ここ数年はROS2にも取り組んでいます。ということで本記事は、以下の自社サイトで公開している下記記事の 要約版 です。
まず「なぜ ROS2 の動作がこう見えるのか」という前提を整理し、 その後ターミナルだけで /cmd_vel と /odom の関係を体感します。
🔗 前提の解説(座標系・オドメトリ・変換)
https://independence-sys.net/main/?p=7363🔗 実践編(ノードを動かしながら理解する)

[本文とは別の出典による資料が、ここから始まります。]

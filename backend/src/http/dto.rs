//! Data Transfer Objects for the HTTP API.
//!
//! Response bodies are re-exported from [`crate::api`]. The multipart upload
//! is gathered into a [`CoverageForm`] before it becomes a
//! [`crate::models::CoverageRequest`].

use axum::extract::Multipart;

use super::error::AppError;
use crate::config::CoverageSettings;
use crate::models::{CoverageRequest, InputTable};
use crate::parsing::SourceFormat;

pub use crate::api::{CoveragePoint, CoverageReport, CoverageSummary, HealthResponse};

/// A file part from the upload.
#[derive(Debug, Clone, Default)]
pub struct UploadedFile {
    pub file_name: Option<String>,
    pub bytes: Vec<u8>,
}

impl UploadedFile {
    /// Convert into an input table.
    ///
    /// An explicit format wins; otherwise the part's file name extension is
    /// used, falling back to delimited text.
    fn into_table(self, field: &str, format_override: Option<&str>) -> Result<InputTable, AppError> {
        let format = match format_override.map(str::trim).filter(|f| !f.is_empty()) {
            Some(declared) => declared
                .parse::<SourceFormat>()
                .map_err(|e| AppError::BadRequest(format!("{}_format: {}", field, e)))?,
            None => self
                .file_name
                .as_deref()
                .and_then(SourceFormat::from_file_name)
                .unwrap_or_default(),
        };
        let name = self.file_name.unwrap_or_else(|| field.to_string());
        Ok(InputTable::new(name, self.bytes, format))
    }
}

/// Fields of the coverage upload form.
#[derive(Debug, Clone, Default)]
pub struct CoverageForm {
    pub demand_file: Option<UploadedFile>,
    pub riders_file: Option<UploadedFile>,
    pub demand_format: Option<String>,
    pub riders_format: Option<String>,
    pub start_date: Option<String>,
    pub end_date: Option<String>,
    pub city: Option<String>,
    pub interval_minutes: Option<String>,
}

impl CoverageForm {
    /// Drain a multipart body. Unknown parts are ignored.
    pub async fn read(mut multipart: Multipart) -> Result<Self, AppError> {
        let mut form = Self::default();

        while let Some(field) = multipart.next_field().await? {
            let Some(name) = field.name().map(str::to_string) else {
                continue;
            };
            match name.as_str() {
                "demand_file" | "riders_file" => {
                    let file_name = field.file_name().map(str::to_string);
                    let bytes = field.bytes().await?.to_vec();
                    let upload = Some(UploadedFile { file_name, bytes });
                    if name == "demand_file" {
                        form.demand_file = upload;
                    } else {
                        form.riders_file = upload;
                    }
                }
                "demand_format" => form.demand_format = Some(field.text().await?),
                "riders_format" => form.riders_format = Some(field.text().await?),
                "start_date" => form.start_date = Some(field.text().await?),
                "end_date" => form.end_date = Some(field.text().await?),
                "city" => form.city = Some(field.text().await?),
                "interval_minutes" => form.interval_minutes = Some(field.text().await?),
                other => tracing::debug!("Ignoring multipart field '{}'", other),
            }
        }

        Ok(form)
    }

    /// Validate presence of required parts and build the request.
    ///
    /// `settings` supplies the step when none was posted and the bucket limit.
    pub fn into_request(self, settings: &CoverageSettings) -> Result<CoverageRequest, AppError> {
        let demand_file = required(self.demand_file, "demand_file")?;
        let riders_file = required(self.riders_file, "riders_file")?;
        let start_date = required(self.start_date, "start_date")?;
        let end_date = required(self.end_date, "end_date")?;
        let city = required(self.city, "city")?;

        let interval_minutes = match self.interval_minutes.as_deref().map(str::trim) {
            Some(raw) if !raw.is_empty() => raw.parse::<i64>().map_err(|_| {
                AppError::BadRequest(format!("interval_minutes must be an integer, got '{}'", raw))
            })?,
            _ => settings.default_interval_minutes,
        };

        let demand = demand_file.into_table("demand", self.demand_format.as_deref())?;
        let riders = riders_file.into_table("riders", self.riders_format.as_deref())?;

        let request = CoverageRequest::from_text_range(
            demand,
            riders,
            &start_date,
            &end_date,
            city,
            interval_minutes,
        )?;
        Ok(request.with_max_points(settings.max_points))
    }
}

fn required<T>(value: Option<T>, field: &str) -> Result<T, AppError> {
    value.ok_or_else(|| AppError::BadRequest(format!("Missing form field: {}", field)))
}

https://independence-sys.net/main/?p=7373
ROS2 は
「動かしてみたけど、何が起きているのか分からない」
という壁に当たりやすいミドルウェアだと思います。
特に、
-
/cmd_velを送っているのに、なぜこう動くのか -
/odomの数値が何を意味しているのか - rviz で見ているけど、結局よく分からない
と感じたことがある方は多いのではないでしょうか。
※ rviz は、ROS2 が扱っている座標系や自己位置、センサーデータなどを
3D/2D で可視化するための公式ビジュアライザです。
この記事では、rviz を使わず、
ターミナルに表示される数値とログだけを使って、
-
/cmd_velと/odomの関係 - ロボット目線とワールド座標の違い
を体感的に理解することを目的にします。
最低限の前提(考え方だけ)
ROS2 では、次のような役割分担があります。
-
/cmd_vel
→ ロボット目線の速度命令(前進・回転) -
/odom
→ ワールド座標系で表現された自己位置の結果
重要なのは、
同じ動きでも「どの視点で見るか」で意味が変わるという点です。
-
/cmd_velは「ロボットから見た命令」 -
/odomは「世界から見た結果」
この視点の違いをつなぐのが「変換」です。
ここでの変換は、数学的な厳密さよりも
**「どう見たいか」「どう使いたいか」**という
アプリケーション都合の問題だと考えれば分かりやすくなります。
(この考え方の詳細は自社サイトの記事で整理しています)
仮想オドメトリで関係を単純化する
今回は、実センサーや実機は使いません。
代わりに、
-
/cmd_velを受け取る - 速度を時間で積分する
- 「完璧に命令通り動いたとした場合の自己位置」を
/odomとして出す
という 仮想オドメトリノードを使います。
これにより、
- センサー誤差
- ハードウェア依存
- ノイズ
を一切考えずに、
/cmd_vel → /odom の関係だけに集中できます。
ターミナルで「分かる瞬間」
構成はとてもシンプルです。
- teleop で
/cmd_velを送る - 仮想オドメトリで
/odomを生成する -
/odomを subscribe して、人間向けに解釈して表示する
odom_analyzer_node では、
ワールド座標系で表現された移動量を
ロボットの向きを使って「前進/後退」「左/右旋回」に変換し、
ターミナルに 1行で状態を表示します。
実際に操作すると、
- 前進キー →
FORWARDと表示され、x が増える - 後退キー →
BACKWARDと表示され、x が減る - 左旋回 →
LEFT - 右旋回 →
RIGHT
という対応関係がそのまま確認できます。
ここで初めて、
「ああ、
/cmd_velの命令が
こうやって/odomの数値になっているのか」
という感覚がつかめます。
rviz を使わない理由
rviz はとても便利ですが、
最初から使うと「結果」しか見えません。
- なぜそう見えるのか
- どの視点で見ているのか
- 数値がどう変換されたのか
が分からないまま「分かった気」になりがちです。
今回のように、
- 数値
- ログ
- 1行の表示
だけで確認すると、
後から rviz を見たときに
「rviz が何を可視化しているのか」がはっきりします。
再現用コード(GitHub)
今回使用したコードは GitHub にまとめています。
仮想オドメトリと解析ノードを含む最小構成です。
(ROS2の環境が出来ていればですが) clone → build → run ですぐ試せます。
まとめ
-
/cmd_velはロボット目線の命令 -
/odomはワールド座標での結果 - 変換は「数式」より「視点の違い」
- rviz は理解した後に使うと強力
ROS2 は、
開発現場のエンジニアにとっては「勉強するもの」ではなく
「動かしながら理解するもの」 だと感じています。
このアプローチが、
ROS2 を触り始めたエンジニアの助けになれば幸いです。